Hambi bleibt! Wie eine Demo um den Hambacher Forst mein Engagement neu entfachte

Die Meldungen rund um den Hambacher Forst und die Proteste überschlagen sich. Letzte Woche hat ein Großaufgebot der Polizei mit der Räumung der Baumhäuser begonnen. Und dafür online und offline viel Gegenwind kassiert. Zu Recht findet unsere Kollegin Natalie. Für sie steht fest: Da müssen wir noch viel mehr tun!

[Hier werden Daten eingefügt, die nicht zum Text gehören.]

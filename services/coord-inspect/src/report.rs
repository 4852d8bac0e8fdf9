//! Coordinate reports and their formatting.

use chrono::{DateTime, Utc};
use comfy_table::{modifiers::UTF8_ROUND_CORNERS, presets::UTF8_FULL, Table};
use forecast_time::{
    AxisVariant, CoordError, LocalValue, PeriodUnit, SlotCounts, SlotDensity, Time2DCoordinate,
};
use serde::Serialize;

const TIME_FORMAT: &str = "%Y-%m-%dT%H:%MZ";

/// Output format of the CLI.
#[derive(Debug, Clone, Copy, PartialEq, Eq, Default, clap::ValueEnum)]
pub enum OutputFormat {
    #[default]
    Table,
    Json,
}

/// One run of the coordinate.
#[derive(Debug, Clone, Serialize)]
pub struct RunReport {
    pub runtime: DateTime<Utc>,
    /// Offset from the first runtime, in the coordinate unit
    pub alignment: i32,
    pub values: Vec<LocalValue>,
    /// Records observed for this run
    pub records: usize,
}

/// One slot of the best axis.
#[derive(Debug, Clone, Serialize)]
pub struct BestSlot {
    pub value: LocalValue,
    /// Zero-based index of the supplying run
    pub run: Option<usize>,
    pub runtime: Option<DateTime<Utc>>,
}

/// Everything the CLI prints about a coordinate.
#[derive(Debug, Clone, Serialize)]
pub struct CoordinateReport {
    pub variant: AxisVariant,
    pub unit: PeriodUnit,
    pub code: u8,
    pub reference_time: DateTime<Utc>,
    pub n_runs: usize,
    pub n_times: usize,
    pub total_values: usize,
    pub interval_name: Option<String>,
    pub runs: Vec<RunReport>,
    pub best: Vec<BestSlot>,
    pub missing_slots: usize,
}

impl CoordinateReport {
    /// Summarize a coordinate, attributing best-axis slots only to runs
    /// with records behind them.
    pub fn new(coord: &Time2DCoordinate, counts: &SlotCounts) -> Result<Self, CoordError> {
        let runtimes = coord.runtime_axis();
        let runs = coord
            .times()
            .iter()
            .zip(runtimes.iter())
            .zip(coord.alignments())
            .enumerate()
            .map(|(run_idx, ((axis, runtime), &alignment))| RunReport {
                runtime,
                alignment,
                values: axis.iter().collect(),
                records: (0..axis.size()).map(|t| counts.count(run_idx, t)).sum(),
            })
            .collect();

        let best_axis = coord.best_axis();
        let map = coord.attribute_best_axis(&best_axis, Some(counts as &dyn SlotDensity))?;
        let best = best_axis
            .iter()
            .zip(map.iter())
            .map(|(value, run)| BestSlot {
                value,
                run,
                runtime: run.and_then(|idx| runtimes.date_at(idx).ok()),
            })
            .collect();

        Ok(Self {
            variant: coord.variant(),
            unit: coord.unit(),
            code: coord.code(),
            reference_time: coord.reference_time(),
            n_runs: coord.n_runs(),
            n_times: coord.n_times(),
            total_values: coord.size(),
            interval_name: coord.time_interval_name(),
            runs,
            best,
            missing_slots: map.missing_count(),
        })
    }

    /// Format the report as console tables.
    pub fn format_table(&self) -> String {
        let mut summary = Table::new();
        summary
            .load_preset(UTF8_FULL)
            .apply_modifier(UTF8_ROUND_CORNERS)
            .set_header(vec![format!("Time coordinate ({})", self.variant)]);
        summary.add_row(vec!["Unit:".to_string(), format!("{} (code {})", self.unit, self.code)]);
        summary.add_row(vec![
            "Reference:".to_string(),
            self.reference_time.format(TIME_FORMAT).to_string(),
        ]);
        summary.add_row(vec!["Runs:".to_string(), self.n_runs.to_string()]);
        summary.add_row(vec!["Times per run:".to_string(), self.n_times.to_string()]);
        summary.add_row(vec!["Values:".to_string(), self.total_values.to_string()]);
        if let Some(name) = &self.interval_name {
            summary.add_row(vec!["Intervals:".to_string(), name.clone()]);
        }

        let mut runs = Table::new();
        runs.load_preset(UTF8_FULL)
            .apply_modifier(UTF8_ROUND_CORNERS)
            .set_header(vec!["Run", "Runtime", "Align", "Records", "Values"]);
        for (idx, run) in self.runs.iter().enumerate() {
            runs.add_row(vec![
                idx.to_string(),
                run.runtime.format(TIME_FORMAT).to_string(),
                run.alignment.to_string(),
                run.records.to_string(),
                join(&run.values),
            ]);
        }

        format!(
            "{}\n{}\n{}",
            summary,
            runs,
            self.format_best_table()
        )
    }

    /// Format only the best axis and its attribution.
    pub fn format_best_table(&self) -> String {
        let mut table = Table::new();
        table
            .load_preset(UTF8_FULL)
            .apply_modifier(UTF8_ROUND_CORNERS)
            .set_header(vec!["Slot", "Value", "Run", "Runtime"]);
        for (slot, entry) in self.best.iter().enumerate() {
            table.add_row(vec![
                slot.to_string(),
                entry.value.to_string(),
                entry.run.map_or_else(|| "-".to_string(), |r| r.to_string()),
                entry
                    .runtime
                    .map_or_else(|| "-".to_string(), |t| t.format(TIME_FORMAT).to_string()),
            ]);
        }
        table.to_string()
    }

    /// Format the report as JSON.
    pub fn format_json(&self) -> anyhow::Result<String> {
        Ok(serde_json::to_string_pretty(self)?)
    }
}

fn join(values: &[LocalValue]) -> String {
    values
        .iter()
        .map(ToString::to_string)
        .collect::<Vec<_>>()
        .join(", ")
}

#[cfg(test)]
mod tests {
    use super::*;
    use forecast_time::{
        CoordinateConfig, ForecastRecord, ForecastRecordExtractor, IncrementalBuilder, TimeAxis,
    };
    use test_utils::{point_records, schedule};

    fn three_runs() -> (Time2DCoordinate, SlotCounts) {
        let mut builder = IncrementalBuilder::new(
            CoordinateConfig::hourly_points(),
            ForecastRecordExtractor::new(PeriodUnit::HOUR),
        )
        .unwrap();
        for (runtime, hour) in point_records(schedule::THREE_RUNS) {
            builder
                .add_record(&ForecastRecord::point(runtime, hour))
                .unwrap();
        }
        builder.finalize_with_counts().unwrap()
    }

    #[test]
    fn test_report_contents() {
        let (coord, counts) = three_runs();
        let report = CoordinateReport::new(&coord, &counts).unwrap();
        assert_eq!(report.n_runs, 3);
        assert_eq!(report.total_values, 8);
        assert_eq!(report.runs[2].records, 2);
        assert_eq!(report.runs[1].alignment, 6);
        assert_eq!(report.best.len(), 4);
        assert_eq!(report.best[2].run, Some(2));
        assert_eq!(report.best[2].runtime, Some(coord.runtime_axis().date_at(2).unwrap()));
        assert_eq!(report.missing_slots, 0);
        assert_eq!(report.interval_name, None);
    }

    #[test]
    fn test_report_skips_runs_without_records() {
        let (coord, _) = three_runs();
        // only the first run actually has data
        let mut counts = SlotCounts::zeroed(coord.times().iter().map(TimeAxis::size));
        for t in 0..3 {
            counts.add(0, t, 1).unwrap();
        }
        let report = CoordinateReport::new(&coord, &counts).unwrap();
        assert_eq!(report.best[2].run, Some(0));
        assert_eq!(report.best[3].run, None);
        assert_eq!(report.missing_slots, 1);
        assert!(report.format_best_table().contains('-'));
    }

    #[test]
    fn test_format_table() {
        let (coord, counts) = three_runs();
        let table = CoordinateReport::new(&coord, &counts).unwrap().format_table();
        assert!(table.contains("Time coordinate (point)"));
        assert!(table.contains("2024-01-15T12:00Z"));
        assert!(table.contains("0, 6, 12"));
    }

    #[test]
    fn test_format_json() {
        let (coord, counts) = three_runs();
        let json = CoordinateReport::new(&coord, &counts).unwrap().format_json().unwrap();
        let parsed: serde_json::Value = serde_json::from_str(&json).unwrap();
        assert_eq!(parsed["n_runs"], 3);
        assert_eq!(parsed["unit"], "hour");
        assert_eq!(parsed["best"].as_array().map(Vec::len), Some(4));
        assert_eq!(parsed["runs"][0]["alignment"], 0);
    }
}
//! Configuration for building time coordinates.

use serde::{Deserialize, Serialize};

use crate::period::PeriodUnit;
use crate::value::AxisVariant;

/// Unit, unit code, and axis variant shared by every value of a coordinate.
#[derive(Debug, Clone, Copy, PartialEq, Eq, Serialize, Deserialize)]
#[serde(default)]
pub struct CoordinateConfig {
    /// Unit all offsets are expressed in.
    pub unit: PeriodUnit,

    /// Time unit code carried alongside the unit (GRIB2 table 4.4).
    pub code: u8,

    /// Point offsets or validity intervals.
    pub variant: AxisVariant,
}

impl Default for CoordinateConfig {
    fn default() -> Self {
        Self {
            unit: PeriodUnit::HOUR,
            code: 1,
            variant: AxisVariant::Point,
        }
    }
}

impl CoordinateConfig {
    pub fn new(unit: PeriodUnit, variant: AxisVariant) -> Self {
        Self {
            unit,
            code: unit.grib_code().unwrap_or(255),
            variant,
        }
    }

    /// Hourly point offsets.
    pub fn hourly_points() -> Self {
        Self::new(PeriodUnit::HOUR, AxisVariant::Point)
    }

    /// Hourly validity intervals.
    pub fn hourly_intervals() -> Self {
        Self::new(PeriodUnit::HOUR, AxisVariant::Interval)
    }

    /// Load configuration from environment variables.
    ///
    /// - `FORECAST_TIME_UNIT`: unit string, e.g. "hour" or "6 hours"
    /// - `FORECAST_TIME_UNIT_CODE`: GRIB2 table 4.4 code
    /// - `FORECAST_TIME_VARIANT`: "point" or "interval"
    pub fn from_env() -> Self {
        Self::from_lookup(|key| std::env::var(key).ok())
    }

    /// Build from a key lookup; unparseable values keep their defaults.
    ///
    /// A code without a unit string selects the unit the code stands for.
    pub fn from_lookup(lookup: impl Fn(&str) -> Option<String>) -> Self {
        let mut config = Self::default();
        let mut unit_set = false;

        if let Some(val) = lookup("FORECAST_TIME_UNIT") {
            if let Ok(unit) = val.parse::<PeriodUnit>() {
                config.unit = unit;
                config.code = unit.grib_code().unwrap_or(255);
                unit_set = true;
            }
        }

        if let Some(val) = lookup("FORECAST_TIME_UNIT_CODE") {
            if let Ok(code) = val.trim().parse::<u8>() {
                config.code = code;
                if !unit_set {
                    if let Some(unit) = PeriodUnit::from_grib_code(code) {
                        config.unit = unit;
                    }
                }
            }
        }

        if let Some(val) = lookup("FORECAST_TIME_VARIANT") {
            if let Some(variant) = AxisVariant::parse(&val) {
                config.variant = variant;
            }
        }

        config
    }

    /// Validate the configuration.
    pub fn validate(&self) -> Result<(), String> {
        if let Some(expected) = self.unit.grib_code() {
            if expected != self.code {
                return Err(format!(
                    "time unit code {} does not match unit {} (code {})",
                    self.code, self.unit, expected
                ));
            }
        }
        Ok(())
    }
}

#[cfg(test)]
mod tests {
    use super::*;
    use std::collections::HashMap;

    fn lookup(pairs: &[(&str, &str)]) -> impl Fn(&str) -> Option<String> {
        let map: HashMap<String, String> = pairs
            .iter()
            .map(|(k, v)| (k.to_string(), v.to_string()))
            .collect();
        move |key| map.get(key).cloned()
    }

    #[test]
    fn test_default_config() {
        let config = CoordinateConfig::default();
        assert_eq!(config.unit, PeriodUnit::HOUR);
        assert_eq!(config.code, 1);
        assert_eq!(config.variant, AxisVariant::Point);
        assert!(config.validate().is_ok());
    }

    #[test]
    fn test_from_lookup() {
        let config = CoordinateConfig::from_lookup(lookup(&[
            ("FORECAST_TIME_UNIT", "6 hours"),
            ("FORECAST_TIME_VARIANT", "interval"),
        ]));
        assert_eq!(config.unit.value(), 6);
        assert_eq!(config.code, 11);
        assert_eq!(config.variant, AxisVariant::Interval);
    }

    #[test]
    fn test_from_lookup_code_only() {
        let config = CoordinateConfig::from_lookup(lookup(&[("FORECAST_TIME_UNIT_CODE", "0")]));
        assert_eq!(config.unit, PeriodUnit::MINUTE);
        assert_eq!(config.code, 0);
    }

    #[test]
    fn test_from_lookup_ignores_garbage() {
        let config = CoordinateConfig::from_lookup(lookup(&[
            ("FORECAST_TIME_UNIT", "fortnight"),
            ("FORECAST_TIME_VARIANT", "both"),
        ]));
        assert_eq!(config, CoordinateConfig::default());
    }

    #[test]
    fn test_validation() {
        let mut config = CoordinateConfig::default();
        config.code = 2;
        assert!(config.validate().is_err());

        // units without a table entry accept local codes
        let config = CoordinateConfig::new("2 hours".parse().unwrap(), AxisVariant::Point);
        assert_eq!(config.code, 255);
        assert!(config.validate().is_ok());
    }

    #[test]
    fn test_deserialize_partial() {
        let config: CoordinateConfig =
            serde_json::from_str(r#"{"unit":"day","code":2,"variant":"interval"}"#).unwrap();
        assert_eq!(config.unit, PeriodUnit::DAY);
        assert_eq!(config.variant, AxisVariant::Interval);

        let config: CoordinateConfig = serde_json::from_str("{}").unwrap();
        assert_eq!(config, CoordinateConfig::default());
    }
}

Alles begann letzte Woche Donnerstag gegen 12 Uhr bei einem ganz normalen Mittagessen mit Kollegen in der Kantine. Wir sprechen über die aktuellen Nachrichten, kommen irgendwann auch auf die Räumung des Hambacher Forsts zu sprechen, die gerade 30 km vor Köln passiert – eine gute Autostunde von unserem Düsseldorfer Büro entfernt und damit fast vor der Haustür.

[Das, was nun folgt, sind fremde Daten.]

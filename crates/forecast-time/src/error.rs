//! Error types for the forecast time coordinate.

use thiserror::Error;

use crate::value::AxisVariant;

/// Errors that can occur while building or querying a time coordinate.
///
/// Ordinary misses (a run that did not forecast a given lead time) are
/// reported as `None` by the lookup methods and never show up here.
#[derive(Error, Debug, Clone, PartialEq, Eq)]
pub enum CoordError {
    /// An index is outside the bounds of an axis.
    #[error("index {index} out of range for {axis} of size {size}")]
    IndexOutOfRange {
        axis: &'static str,
        index: usize,
        size: usize,
    },

    /// A lookup that is guaranteed by construction failed. The data fed
    /// into the structure is internally inconsistent.
    #[error("integrity violation: {0}")]
    Integrity(String),

    /// A point value was supplied where an interval was configured, or the
    /// other way around.
    #[error("expected {expected} time value, found {found}")]
    VariantMismatch {
        expected: AxisVariant,
        found: AxisVariant,
    },

    /// A coordinate needs at least one runtime.
    #[error("time coordinate has no runtimes")]
    EmptyCoordinate,

    /// An alignment or shifted offset does not fit the offset type.
    #[error("offset overflow: {0}")]
    OffsetOverflow(String),

    /// A period unit string or code could not be understood.
    #[error("invalid period unit: {0}")]
    InvalidPeriodUnit(String),

    /// Configuration error.
    #[error("configuration error: {0}")]
    Config(String),
}

impl CoordError {
    /// Create an Integrity error.
    pub fn integrity(msg: impl Into<String>) -> Self {
        Self::Integrity(msg.into())
    }

    /// Create an IndexOutOfRange error.
    pub fn index_out_of_range(axis: &'static str, index: usize, size: usize) -> Self {
        Self::IndexOutOfRange { axis, index, size }
    }

    /// Create an OffsetOverflow error.
    pub fn offset_overflow(msg: impl Into<String>) -> Self {
        Self::OffsetOverflow(msg.into())
    }

    /// Whether this error signals inconsistent input rather than a bad query.
    pub fn is_integrity(&self) -> bool {
        matches!(self, Self::Integrity(_))
    }
}

/// Result type for time coordinate operations.
pub type Result<T> = std::result::Result<T, CoordError>;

Der Wald steht einem Loch im Weg, das ausgebreitet werden soll – für den Kohleabbau. Auf Satellitenbildern klafft bereits jetzt ein Abgrund, der so groß ist wie die Millionenstadt Köln selber.

Letzte Woche hat die Räumung der verbliebenen rund 600 Hektar Wald begonnen. Demonstrierende, die dort teils schon seit Jahren für den Erhalt der Natur kämpfen, werden aus den Baumhäusern getrieben. Um die Bagger anreisen zu lassen und einen 12.000 Jahre alten Wald zu fällen. Denn trotz beschlossener Energiewende, unwiderlegbarem Klimawandel und vielen Gegenstimmen soll die Braunkohle aus der Erde geholt werden. Ein Irrsinn, wenn ihr mich fragt.
Der Hambacher Wald ist – mit seinen Aktivistinnen und Aktivisten, die in Baumhäusern leben – zu einem Aushängeschild des Widerstandes gegen die Braunkohleverstromung geworden und zu einer beispielhaften Bewegung für die Energiewende.

Was rechtens ist, muss nicht richtig sein

Auch wenn das, was im Hambacher Forst gerade passiert, rechtens ist, so ist es doch ungerecht. Da sind sich alle beim Mittagessen einig. Zurück am Schreibtisch werfe ich einen Blick auf die Website des „Hambi“, wie er nicht mehr nur von Anwohnerinnen und Anwohnerinnen liebevoll genannt wird, und stelle überrascht fest: in drei Stunden startet eine Demo. An der ich teilnehmen will. Am liebsten mit Kollegen. Die Zeit läuft!

Mein Entschluss ist ganz im Sinne von Außenminister Maas, schließlich rief der nach den rechten Demonstrationen in Chemnitz zu mehr Zivilcourage auf. Gemeint war damit zwar in erster Linie die Zivilcourage gegen Faschismus und Rassismus – doch auch in Sachen Klimaschutz braucht es mehr Menschen, die auf die Straße gehen und gegen veraltete politische Entscheidungen und unternehmerisches Fehlverhalten demonstrieren.

Das finde glücklicherweise nicht nur ich so, sondern auch meine Kollegen. Und mein Arbeitgeber. Also ab nach Buir, wo die Demo startet. Pünktlich um halb fünf stehen wir mit ca. 1.000 weiteren Demonstrierenden am Bahnhof und machen uns auf den Weg zum Hambacher Wald. Laut, aber friedlich. Unsere Form des Protestes war die reine Präsenz und laute Rufe: HAMBI BLEIBT!

Mein Vorsatz: mehr Einsatz!

Die Demonstration rund um den Hambacher Forst hat mir vor allem eins gezeigt: Sich für das einzusetzen, woran man glaubt, kann ganz einfach sein. Mein Vorsatz ist, mich stärker bei Themen, die mich interessieren, einzubringen. Nicht nur Kantinen- oder Küchentisch-Gespräche zu führen. Alleine ist man leise. In der Masse hat man eine lautere Stimme.

Ihr wollt euch auch für den Hambacher Forst engagieren? Auf der Website des BUND könnt ihr ganz einfach einen Appell an Bundesumweltministerin Svenja Schulze, NRW-Umweltministerin Ursula Heinen-Esser und NRW-Ministerpräsident Armin Laschet schicken – oder besser gesagt in eurem Namen verschicken lassen.

Die nächste große Demonstration vor Ort ist für den 6. Oktober geplant. Wir sind dabei. Ihr auch?

Autorin: Natalie Muth, arbeitet bei NATURSTROM im Marketing

Dieser Beitrag ist vor dem tragischen Tod eines Journalisten am 19. September im Hambacher Forst entstanden. Wir sind betroffen und traurig.